The central issue is the precarious budgeting approach adopted by the Republican majority: cutting revenues without sufficient regard for essential public services or for the tenuous economy made shakier by the day due to actions and rhetoric in Washington.
First, the state budget. Legislative leaders and Governor Kim Reynolds reportedly have agreed on a $9.43 billion budget — higher than the governor proposed in January and resting more on one-time reserves. Revenue projections for Fiscal Year 2026 have fallen by $218 million from where they stood in January, to $8.51 billion. Notably, net receipts totaled $9.85 billion just three years ago, before most of the recent income-tax cuts had taken effect.
For FY 2026, the shortfall means lawmakers will cover nearly 10% of the state budget —$900 million — with one-time money. More than $400 million will come from the Taxpayer Relief Fund (TRF), the rest from surpluses built up and carried over in recent years by underfunding public schools and other priorities.
This kind of budgeting is only sustainable as long as one-time funds hold out. At $900 million a year, even $6 billion in reserves can be pulled out of the mattress faster than one might expect — especially if trouble emerges in a tariff- and DOGE-riddled economy. Governor Reynolds already was planning to use about $350 million from the TRF in each of the next four budget years to partially plug ongoing holes in the budget.

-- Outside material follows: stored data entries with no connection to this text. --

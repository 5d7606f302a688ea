//! Table-change triggers.
//!
//! A trigger watches one table of one policy and is called with the table's
//! contents before and after every update that changes them. Triggers are
//! indexed by every (policy, table) pair the watched table depends on, through
//! rules and through `includes`, so an update only recomputes the tables it
//! can affect.

use std::collections::{BTreeMap, BTreeSet, HashMap};
use std::fmt;
use std::sync::Arc;

use tracing::{debug, trace};
use verdict_datalog::{Atom, TableDependencyGraph, TopDownTheory};

use crate::runtime::Policy;

/// Called with the old and new contents of a watched table.
pub type TriggerCallback = Arc<dyn Fn(&TableChange) + Send + Sync>;

/// Handle returned by [`Runtime::register_trigger`](crate::Runtime::register_trigger).
#[derive(Debug, Clone, Copy, PartialEq, Eq, Hash, PartialOrd, Ord)]
pub struct TriggerId(u64);

impl fmt::Display for TriggerId {
    fn fmt(&self, f: &mut fmt::Formatter<'_>) -> fmt::Result {
        write!(f, "trigger-{}", self.0)
    }
}

/// Contents of a watched table around one update.
#[derive(Debug, Clone, PartialEq, Eq)]
pub struct TableChange {
    pub policy: String,
    pub table: String,
    pub before: BTreeSet<Atom>,
    pub after: BTreeSet<Atom>,
}

impl TableChange {
    /// Facts present after the update but not before.
    pub fn added(&self) -> impl Iterator<Item = &Atom> {
        self.after.difference(&self.before)
    }

    /// Facts present before the update but not after.
    pub fn removed(&self) -> impl Iterator<Item = &Atom> {
        self.before.difference(&self.after)
    }
}

/// A watched (policy, table) pair.
pub type TableKey = (String, String);

#[derive(Clone)]
struct Trigger {
    key: TableKey,
    callback: TriggerCallback,
}

/// Registered triggers and the tables each one depends on.
#[derive(Default, Clone)]
pub struct TriggerRegistry {
    triggers: BTreeMap<TriggerId, Trigger>,
    /// (policy, table) -> triggers whose watched table depends on it.
    index: HashMap<TableKey, BTreeSet<TriggerId>>,
    next_id: u64,
}

impl fmt::Debug for TriggerRegistry {
    fn fmt(&self, f: &mut fmt::Formatter<'_>) -> fmt::Result {
        f.debug_map()
            .entries(self.triggers.iter().map(|(id, t)| (id, &t.key)))
            .finish()
    }
}

impl TriggerRegistry {
    pub fn new() -> Self {
        Self::default()
    }

    pub fn len(&self) -> usize {
        self.triggers.len()
    }

    pub fn is_empty(&self) -> bool {
        self.triggers.is_empty()
    }

    /// Watch `table` of `policy`.
    pub fn register(
        &mut self,
        policy: &str,
        table: &str,
        callback: TriggerCallback,
        policies: &BTreeMap<String, Policy>,
    ) -> TriggerId {
        let id = TriggerId(self.next_id);
        self.next_id += 1;
        let key = (policy.to_string(), table.to_string());
        self.index_trigger(id, &key, policies);
        self.triggers.insert(id, Trigger { key, callback });
        debug!(%id, policy, table, "registered trigger");
        id
    }

    /// Stop watching. Returns whether `id` was registered.
    pub fn unregister(&mut self, id: TriggerId) -> bool {
        if self.triggers.remove(&id).is_none() {
            return false;
        }
        self.index.retain(|_, ids| {
            ids.remove(&id);
            !ids.is_empty()
        });
        debug!(%id, "unregistered trigger");
        true
    }

    /// Rebuild the dependency index after rules or includes changed.
    pub fn reindex(&mut self, policies: &BTreeMap<String, Policy>) {
        self.index.clear();
        let triggers: Vec<(TriggerId, TableKey)> = self
            .triggers
            .iter()
            .map(|(id, t)| (*id, t.key.clone()))
            .collect();
        for (id, key) in triggers {
            self.index_trigger(id, &key, policies);
        }
        trace!(triggers = self.triggers.len(), keys = self.index.len(), "reindexed triggers");
    }

    fn index_trigger(&mut self, id: TriggerId, key: &TableKey, policies: &BTreeMap<String, Policy>) {
        for dependency in dependencies(key, policies) {
            self.index.entry(dependency).or_default().insert(id);
        }
    }

    /// Watched tables that changes to `tables` of `policy` may affect.
    pub fn watching<'a>(
        &self,
        policy: &str,
        tables: impl IntoIterator<Item = &'a str>,
    ) -> BTreeSet<TableKey> {
        let mut watched = BTreeSet::new();
        for table in tables {
            let key = (policy.to_string(), table.to_string());
            let Some(ids) = self.index.get(&key) else {
                continue;
            };
            watched.extend(
                ids.iter()
                    .filter_map(|id| self.triggers.get(id))
                    .map(|t| t.key.clone()),
            );
        }
        watched
    }

    /// Call every trigger watching the changed table.
    pub fn fire(&self, change: &TableChange) {
        let watchers = self
            .triggers
            .iter()
            .filter(|(_, t)| t.key.0 == change.policy && t.key.1 == change.table);
        for (id, trigger) in watchers {
            debug!(
                %id,
                policy = %change.policy,
                table = %change.table,
                added = change.added().count(),
                removed = change.removed().count(),
                "firing trigger"
            );
            (trigger.callback)(change);
        }
    }
}

/// Every (policy, table) pair whose contents can change what `key` holds,
/// `key` included.
fn dependencies(key: &TableKey, policies: &BTreeMap<String, Policy>) -> BTreeSet<TableKey> {
    let mut graphs: HashMap<&str, TableDependencyGraph> = HashMap::new();
    let mut found = BTreeSet::new();
    let mut pending = vec![key.clone()];

    while let Some((policy_name, table)) = pending.pop() {
        if !found.insert((policy_name.clone(), table.clone())) {
            continue;
        }
        let Some((name, policy)) = policies.get_key_value(&policy_name) else {
            continue;
        };
        let graph = graphs
            .entry(name.as_str())
            .or_insert_with(|| TableDependencyGraph::from_rules(&policy.rules()));
        for required in graph.required_tables([table.as_str()]) {
            for include in policy.theory().includes() {
                pending.push((include.clone(), required.clone()));
            }
            pending.push((policy_name.clone(), required));
        }
    }
    found
}

#[cfg(test)]
mod tests {
    use super::*;
    use crate::config::PolicyKind;
    use crate::runtime::Runtime;
    use pretty_assertions::assert_eq;

    fn key(policy: &str, table: &str) -> TableKey {
        (policy.to_string(), table.to_string())
    }

    #[test]
    fn test_dependencies_follow_rules_and_includes() {
        let mut runtime = Runtime::new();
        runtime
            .load("p(x) :- q(x)  q(x) :- r(x)  s(x) :- t(x)", Some("classification"))
            .unwrap();
        runtime.load("alarm(x) :- p(x), u(x)", Some("service")).unwrap();

        let found = dependencies(&key("service", "alarm"), runtime.policies());
        for expected in [
            key("service", "alarm"),
            key("service", "u"),
            key("classification", "p"),
            key("classification", "q"),
            key("classification", "r"),
            key("classification", "u"),
        ] {
            assert!(found.contains(&expected), "missing {expected:?}");
        }
        assert!(!found.contains(&key("classification", "t")));
        assert!(!found.contains(&key("action", "p")));
    }

    #[test]
    fn test_register_and_unregister() {
        let mut runtime = Runtime::new();
        runtime
            .create_policy("inventory", PolicyKind::Database, &[])
            .unwrap();
        let mut registry = TriggerRegistry::new();
        let id = registry.register(
            "inventory",
            "host",
            Arc::new(|_: &TableChange| {}),
            runtime.policies(),
        );
        assert_eq!(registry.len(), 1);
        assert_eq!(
            registry.watching("inventory", ["host", "other"]),
            BTreeSet::from([key("inventory", "host")])
        );
        assert!(registry.watching("classification", ["host"]).is_empty());

        assert!(registry.unregister(id));
        assert!(!registry.unregister(id));
        assert!(registry.is_empty());
        assert!(registry.watching("inventory", ["host"]).is_empty());
    }

    #[test]
    fn test_table_change_diff() {
        let atom = |v: i64| Atom::from_values("p", &[v.into()]);
        let change = TableChange {
            policy: "classification".to_string(),
            table: "p".to_string(),
            before: BTreeSet::from([atom(1), atom(2)]),
            after: BTreeSet::from([atom(2), atom(3)]),
        };
        assert_eq!(change.added().collect::<Vec<_>>(), vec![&atom(3)]);
        assert_eq!(change.removed().collect::<Vec<_>>(), vec![&atom(1)]);
    }
}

All of this is extraordinarily risky — and it assumes lawmakers place no other responsibilities on the state General Fund. But that's a poor assumption. Just a few years ago lawmakers switched mental health funding from counties to the state, and private-school vouchers they approved two years ago will drain more than $300 million from state coffers in FY 2026.
Yet another new draw on the state General Fund is still pending at the Legislature. A proposal to overhaul the property tax system would direct as much as $400 million in state General Fund dollars to replace local property taxes. As surpluses dwindle, this swap will force the same amount in other services to go away, because the state is required to balance its budget.
These are the kinds of tradeoffs we can expect in the coming years as lawmakers — and their constituents — deal with the short-sighted decisions of this decade.